The OpenSSL crypto backend can be a FIPS 140-2 capable library,
cf. the OpenSSL FIPS 140 documents SecurityPolicy and UserGuide.

## Introduction

Please read the OpenSSL FIPS 140 documents about to get
a FIPS Capable OpenSSL library.

## Hard points

Reread the OpenSSL FIPS 140 documents as they are hard to apply.

Note the following is for Unix/Linux.

Now I suppose you have a >= 1.0.1e capable static library (a
dynamic library is far easier but always possible and often
dubious from a security point of view... BTW if you have built
a FIPS Capable OpenSSL library you should not be afraid of
extra complexity :-).

Do not forget to compile OpenSSL with position indepent code
(aka PIC) as the libsofthsm.so requires it.
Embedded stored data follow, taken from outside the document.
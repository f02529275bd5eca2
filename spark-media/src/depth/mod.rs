mod resample;

pub use resample::ResizeDepth;

use anyhow::{ensure, Context, Result};
use image::{ImageBuffer, Luma};
use ndarray::Array2;
use std::ops::Deref;
use std::path::Path;

/// Guard added to the value range before normalizing.
pub const DEPTH_RANGE_EPSILON: f32 = 1e-6;

/// Dense relative depth, indexed `[[y, x]]`.
///
/// Larger values are farther from the camera. The scale is whatever the
/// depth provider produced until [`DepthMap::normalized`] maps it to `[0, 1]`.
#[derive(Debug, Clone, PartialEq)]
pub struct DepthMap(Array2<f32>);

impl Deref for DepthMap {
    type Target = Array2<f32>;

    fn deref(&self) -> &Self::Target {
        &self.0
    }
}

impl From<Array2<f32>> for DepthMap {
    fn from(value: Array2<f32>) -> Self {
        DepthMap(value)
    }
}

impl DepthMap {
    pub fn new(data: Array2<f32>) -> Self {
        DepthMap(data)
    }

    /// Builds a map from row-major samples.
    pub fn from_vec(width: u32, height: u32, data: Vec<f32>) -> Result<Self> {
        let samples = data.len();
        let array = Array2::from_shape_vec((height as usize, width as usize), data).with_context(
            || format!("{} depth samples cannot form a {}x{} map", samples, width, height),
        )?;

        Ok(DepthMap(array))
    }

    /// Builds a map by evaluating `f(x, y)` at every pixel.
    pub fn from_fn(width: u32, height: u32, f: impl Fn(usize, usize) -> f32) -> Self {
        DepthMap(Array2::from_shape_fn(
            (height as usize, width as usize),
            |(y, x)| f(x, y),
        ))
    }

    /// Reads a 16-bit (or 8-bit) grayscale image where white is farthest.
    pub fn open_file(path: impl AsRef<Path>) -> Result<Self> {
        let path = path.as_ref();
        let decoded = image::open(path)
            .with_context(|| format!("Failed to decode depth image {}", path.display()))?;

        Ok(Self::from_luma16(&decoded.to_luma16()))
    }

    pub fn from_luma16(image: &ImageBuffer<Luma<u16>, Vec<u16>>) -> Self {
        let (width, height) = image.dimensions();
        Self::from_fn(width, height, |x, y| {
            image.get_pixel(x as u32, y as u32).0[0] as f32 / u16::MAX as f32
        })
    }

    pub fn width(&self) -> u32 {
        self.0.ncols() as u32
    }

    pub fn height(&self) -> u32 {
        self.0.nrows() as u32
    }

    pub fn get_size(&self) -> (u32, u32) {
        (self.width(), self.height())
    }

    pub fn get(&self, x: u32, y: u32) -> Option<f32> {
        self.0.get((y as usize, x as usize)).copied()
    }

    pub fn is_empty(&self) -> bool {
        self.0.is_empty()
    }

    pub fn is_finite(&self) -> bool {
        self.0.iter().all(|value| value.is_finite())
    }

    /// Smallest and largest sample, `None` for an empty map.
    pub fn value_range(&self) -> Option<(f32, f32)> {
        self.0.iter().fold(None, |range, &value| match range {
            None => Some((value, value)),
            Some((min, max)) => Some((min.min(value), max.max(value))),
        })
    }

    /// Maps the samples to `[0, 1]` with `(d - min) / (max - min + eps)`.
    ///
    /// A constant map becomes all zeros instead of dividing by zero.
    pub fn normalized(&self) -> Result<DepthMap> {
        ensure!(!self.is_empty(), "Cannot normalize an empty depth map");
        ensure!(self.is_finite(), "Depth map contains non-finite samples");

        let (min, max) = self.value_range().context("Depth map has no samples")?;
        let scale = 1.0 / (max - min + DEPTH_RANGE_EPSILON);

        Ok(DepthMap(self.0.mapv(|value| (value - min) * scale)))
    }

    /// Median of the samples inside `[x1, x2) x [y1, y2)`, clipped to the map.
    pub fn median_in(&self, x1: u32, y1: u32, x2: u32, y2: u32) -> Option<f32> {
        let x2 = x2.min(self.width());
        let y2 = y2.min(self.height());
        if x1 >= x2 || y1 >= y2 {
            return None;
        }

        let mut samples = self
            .0
            .slice(ndarray::s![y1 as usize..y2 as usize, x1 as usize..x2 as usize])
            .iter()
            .copied()
            .filter(|value| value.is_finite())
            .collect::<Vec<_>>();
        if samples.is_empty() {
            return None;
        }

        let middle = samples.len() / 2;
        let (_, median, _) = samples.select_nth_unstable_by(middle, f32::total_cmp);
        Some(*median)
    }

    pub fn into_inner(self) -> Array2<f32> {
        self.0
    }
}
The FIPS module
canister is already compiled this way.

A usual issue is the C++ compiler not compiling .c files as C code.
A simple test can show this, put in foo.c file this code:

foo() { char *x = "ab"; }

and compile with the C and C++ compilers with all warnings:
the C++ compiler should raise an extra warning or error about
the no type for foo() and/or for the char* string constant.

When this raises some errors in the fispld script, you have to
insert '-x c' and '-x none' before and after each .c file
in the C++ commands, for instance using this wrapper:

-------------------------------- cut here --------------------------------
#!/bin/sh

commands="g++"

for elem in $@
do
 case $elem in
   *.c) commands+=" -x c $elem -x none";;
   *) commands+=" $elem";;
 esac
done

exec $commands
-------------------------------- end --------------------------------

In any cases you have to set CC and CXX to fipsld.